Throughout the first world war Bennett campaigned for peace, and she was selected as the Irish representative to the Women’s International League for Peace and Freedom. She led the IWWU in its opposition to the attempted introduction of conscription in 1918, and in 1920 she travelled to America to highlight Black and Tan atrocities (she later met Lloyd George and demanded the removal of the Black and Tans from Ireland). As a member of the Women’s Peace Committee, she acted as a mediator during the civil war.

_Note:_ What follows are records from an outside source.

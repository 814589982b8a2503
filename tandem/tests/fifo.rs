//! Ordering tests across every placement and cursor strategy.
//!
//! One thread pushes `0..N` in order, another checks it observes exactly
//! `0..N`: no gaps, no duplicates, no reordering. Every variant must produce
//! the same observable sequence.
//!
//! # Running with tracing
//!
//! ```bash
//! RUST_LOG=tandem=debug cargo test --features tracing --test fifo -- --nocapture
//! ```

use std::sync::Once;
use std::thread;

use tandem::barrier::{Hardware, Portable};
use tandem::cache::{Line128, Line32, Line64};
use tandem::sync::spsc::{self, FenceLayout, HeapLayout, InlineLayout};
use tandem::{FencedCursors, Inline, Separate, Storage};

static INIT_TRACING: Once = Once::new();

/// Initialize tracing for tests (only once).
fn init_test_tracing() {
    INIT_TRACING.call_once(|| {
        tandem::init_tracing();
    });
}

const ITEMS: u64 = 1_000_000;
const CAPACITY: usize = 1024;

/// Streams `0..count` through a queue and returns a digest of what the
/// consumer saw, panicking on the first out-of-order value.
fn stream<S>(count: u64, capacity: usize) -> (u64, u64)
where
    S: Storage<u64> + 'static,
{
    init_test_tracing();
    let (producer, mut consumer) = spsc::channel::<u64, S>(capacity).unwrap();

    let producer_handle = thread::spawn(move || {
        for i in 0..count {
            assert!(producer.push(i));
        }
    });

    let consumer_handle = thread::spawn(move || {
        let mut sum = 0u64;
        let mut last = None;
        for expected in 0..count {
            let value = loop {
                if let Some(&value) = consumer.front() {
                    break value;
                }
                std::hint::spin_loop();
            };
            assert_eq!(value, expected, "out of order after {last:?}");
            assert!(consumer.pop());
            sum = sum.wrapping_add(value);
            last = Some(value);
        }
        assert!(consumer.front().is_none());
        (sum, last.unwrap_or_default())
    });

    producer_handle.join().unwrap();
    consumer_handle.join().unwrap()
}

fn expected_digest(count: u64) -> (u64, u64) {
    (count * (count - 1) / 2, count - 1)
}

#[test]
fn heap_layout_preserves_order() {
    assert_eq!(stream::<HeapLayout<u64>>(ITEMS, CAPACITY), expected_digest(ITEMS));
}

#[test]
fn inline_layout_preserves_order() {
    assert_eq!(stream::<InlineLayout<u64>>(ITEMS, CAPACITY), expected_digest(ITEMS));
}

#[test]
fn fence_layout_preserves_order() {
    assert_eq!(
        stream::<FenceLayout<u64, { CAPACITY + 1 }>>(ITEMS, CAPACITY),
        expected_digest(ITEMS)
    );
}

#[test]
fn strategies_observe_identical_sequences() {
    let reference = stream::<InlineLayout<u64>>(ITEMS, CAPACITY);
    assert_eq!(stream::<Inline<u64, FencedCursors<Line64, Portable>>>(ITEMS, CAPACITY), reference);
    assert_eq!(stream::<Inline<u64, FencedCursors<Line64, Hardware>>>(ITEMS, CAPACITY), reference);
    assert_eq!(stream::<Separate<u64, FencedCursors<Line64, Portable>>>(ITEMS, CAPACITY), reference);
}

#[test]
fn line_sizes_do_not_change_behaviour() {
    let count = 100_000;
    let reference = expected_digest(count);
    assert_eq!(stream::<InlineLayout<u64, Line32>>(count, 256), reference);
    assert_eq!(stream::<InlineLayout<u64, Line128>>(count, 256), reference);
    assert_eq!(stream::<HeapLayout<u64, Line128>>(count, 256), reference);
    assert_eq!(stream::<FenceLayout<u64, 257, Line32>>(count, 256), reference);
}

#[test]
fn tiny_queue_under_constant_backpressure() {
    // Four slots, three usable: almost every push spins.
    assert_eq!(stream::<InlineLayout<u64>>(50_000, 1), expected_digest(50_000));
    assert_eq!(stream::<FenceLayout<u64, 4>>(50_000, 1), expected_digest(50_000));
}

#[test]
fn strings_cross_threads_intact() {
    let (producer, mut consumer) = spsc::channel::<String, InlineLayout<String>>(16).unwrap();

    let handle = thread::spawn(move || {
        for i in 0..10_000 {
            producer.push_with(|| format!("message-{i}"));
        }
    });

    for i in 0..10_000 {
        let message = loop {
            if let Some(message) = consumer.take() {
                break message;
            }
            std::hint::spin_loop();
        };
        assert_eq!(message, format!("message-{i}"));
    }

    handle.join().unwrap();
}
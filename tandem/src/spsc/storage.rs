//! Slot storage placements.
//!
//! A [`Storage`] owns the ring's control block ([`Header`]) and its `capacity`
//! element slots. Placements differ only in where those bytes live:
//!
//! - [`Separate`] - header and slots are two independent heap blocks.
//! - [`Inline`] - one block; slots trail the header on a cache-line boundary.
//! - [`Fixed`] - one block holding a compile-time sized slot array.
//!
//! Storage never constructs or drops elements. The ring decides which slots
//! are live and drains them before the storage is dropped.
//!
//! # Safety
//!
//! Every raw allocation goes through [`RawBlock`], which frees itself on drop.
//! A placement that fails halfway through `allocate` releases whatever it had
//! already acquired simply by returning.

mod fixed;
mod inline;
mod separate;

pub use fixed::Fixed;
pub use inline::Inline;
pub use separate::Separate;

use std::alloc::{self, Layout};
use std::fmt;
use std::ptr::NonNull;

use crate::cache::CachePadded;
use crate::error::{QueueError, Result};
use crate::spsc::cursors::Cursors;
use crate::trace::warn;

/// Control block shared by both roles.
///
/// `capacity` is read-only after construction but gets its own line anyway:
/// both roles read it on every operation and it must not share a line with a
/// cursor the other role writes.
#[repr(C)]
pub struct Header<C: Cursors> {
    capacity: CachePadded<usize, C::Line>,
    cursors: C,
}

impl<C: Cursors> Header<C> {
    pub(crate) fn new(capacity: usize) -> Self {
        Self {
            capacity: CachePadded::new(capacity),
            cursors: C::default(),
        }
    }

    /// Number of slots, including the one that is always kept empty.
    #[inline(always)]
    pub fn capacity(&self) -> usize {
        *self.capacity
    }

    #[inline(always)]
    pub(crate) fn cursors(&self) -> &C {
        &self.cursors
    }
}

impl<C: Cursors + fmt::Debug> fmt::Debug for Header<C> {
    fn fmt(&self, f: &mut fmt::Formatter<'_>) -> fmt::Result {
        f.debug_struct("Header")
            .field("capacity", &self.capacity())
            .field("cursors", &self.cursors)
            .finish()
    }
}

/// Backing memory for a ring of `T`.
///
/// # Safety
///
/// Implementors must guarantee, for the lifetime of `self`:
/// - `header()` returns a header whose capacity never changes.
/// - For every `index < header().capacity()`, `slot(index)` returns a
///   distinct pointer that is non-null, aligned for `T`, and valid for reads
///   and writes of one `T`.
/// - Dropping the storage never reads or drops a `T`.
/// - The storage may be moved to and shared with another thread whenever
///   `T: Send`; the ring relies on this for its own `Send`/`Sync`.
pub unsafe trait Storage<T>: Sized {
    /// Cursor strategy embedded in the header.
    type Cursors: Cursors;

    /// Short name used in logs.
    const NAME: &'static str;

    /// Allocates a header and `capacity` uninitialised slots.
    ///
    /// `capacity` already includes the reserved empty slot.
    ///
    /// # Errors
    ///
    /// Returns an error if the layout is invalid, the allocator fails, or a
    /// fixed placement is too small.
    fn allocate(capacity: usize) -> Result<Self>;

    fn header(&self) -> &Header<Self::Cursors>;

    /// Address of slot `index`. `index` must be below the header capacity.
    fn slot(&self, index: usize) -> *mut T;

    /// Total bytes requested from the allocator.
    fn footprint(&self) -> usize;
}

/// An owned, untyped heap block that is released on drop.
///
/// Zero-sized layouts never reach the allocator; they are represented by a
/// dangling pointer carrying the layout's alignment.
pub(crate) struct RawBlock {
    ptr: NonNull<u8>,
    layout: Layout,
}

impl RawBlock {
    pub(crate) fn allocate(layout: Layout) -> Result<Self> {
        if layout.size() == 0 {
            // SAFETY: alignments are never zero.
            let ptr = unsafe { NonNull::new_unchecked(std::ptr::without_provenance_mut(layout.align())) };
            return Ok(Self { ptr, layout });
        }

        // SAFETY: layout has a non-zero size.
        let raw = unsafe { alloc::alloc(layout) };
        match NonNull::new(raw) {
            Some(ptr) => Ok(Self { ptr, layout }),
            None => {
                warn!(size = layout.size(), align = layout.align(), "allocation failed");
                Err(QueueError::AllocFailed {
                    size: layout.size(),
                    align: layout.align(),
                })
            }
        }
    }

    #[inline(always)]
    pub(crate) fn as_ptr<U>(&self) -> *mut U {
        self.ptr.as_ptr().cast()
    }

    pub(crate) fn layout(&self) -> Layout {
        self.layout
    }
}

impl Drop for RawBlock {
    fn drop(&mut self) {
        if self.layout.size() != 0 {
            // SAFETY: ptr was returned by `alloc` with this exact layout.
            unsafe { alloc::dealloc(self.ptr.as_ptr(), self.layout) };
        }
    }
}

// SAFETY: RawBlock is an owning pointer to plain bytes.
unsafe impl Send for RawBlock {}
unsafe impl Sync for RawBlock {}

#[cfg(test)]
mod tests {
    use super::*;
    use crate::cache::{Line128, Line64};
    use crate::spsc::cursors::{AtomicCursors, FencedCursors};
    use std::mem::{align_of, offset_of, size_of};

    #[test]
    fn test_header_layout() {
        type H = Header<AtomicCursors<Line64>>;
        assert_eq!(align_of::<H>(), 64);
        assert_eq!(offset_of!(H, cursors), 64);
        assert_eq!(size_of::<H>(), 3 * 64);

        type H128 = Header<FencedCursors<Line128>>;
        assert_eq!(size_of::<H128>(), 3 * 128);
    }

    #[test]
    fn test_header_starts_empty() {
        let header = Header::<AtomicCursors>::new(8);
        assert_eq!(header.capacity(), 8);
        assert_eq!(header.cursors().snapshot(), (0, 0));
    }

    #[test]
    fn test_raw_block_alignment() {
        let layout = Layout::from_size_align(256, 128).unwrap();
        let block = RawBlock::allocate(layout).unwrap();
        assert_eq!(block.as_ptr::<u8>() as usize % 128, 0);
        assert_eq!(block.layout(), layout);
    }

    #[test]
    fn test_raw_block_zero_sized() {
        let layout = Layout::from_size_align(0, 64).unwrap();
        let block = RawBlock::allocate(layout).unwrap();
        assert_eq!(block.as_ptr::<u8>() as usize, 64);
    }
}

In 1925 she was appointed to an Irish Trade Union Congress (ITUC) committee to promote a scheme of working-class education with the assistance of the labour movement; her interest in adult education later led to her involvement with the People’s College. A member of the national executive of the ITUC (1927–32,1944–50), she became the first female president of the congress in 1932; she served a second presidential term in 1947. Her knowledge of labour issues was officially acknowledged by the Irish government in 1932, when she was sent as a representative to Geneva to put forward the case of Irish women workers. In 1938 she delivered a paper entitled ‘Industrialism in an agrarian country’ to the International Relations Institute in the Netherlands.
Despite the depth of her involvement with the union movement she had ambitions outside trade unionism, and in 1938 she let her name be put forward by the IWWU as a congress candidate for election to the senate, but this came to nothing. In that year she was appointed to the government commission on vocational organisation (1938–43). In 1943 she was elected as a Labour Party member of the Dun Laoghaire borough council; as a councillor she consistently lobbied for improved housing and was instrumental in the establishment of Dún Laoghaire’s housing council in 1949. She had refused a labour nomination in the 1918 general election, but she stood for Dublin county council and the dáil in 1944, in both cases unsuccessfully. She was the only Labour Party member to criticise the party’s support for the Fianna Fáil minority government of 1932, arguing that it is ‘never right or wise to co-operate with another party with fundamentally different principles’. As an elected member of the Labour Party executive she represented Ireland at the International Labour Organization in Europe. She was also a representative at the League of Nations.
Throughout her public career Bennett consistently condemned colonialism, fascism, and armaments expenditure. She is possibly best remembered for her leadership in the laundry workers’ strike of 1945, during which IWWU members successfully fought for a fortnight’s paid holiday. Her management of the IWWU, which lasted until 1955, was marked by determination and diplomacy, though she often used threatened resignations as a means of controlling her colleagues. She died, unmarried, 25 November 1956 in Killiney, Co. Dublin.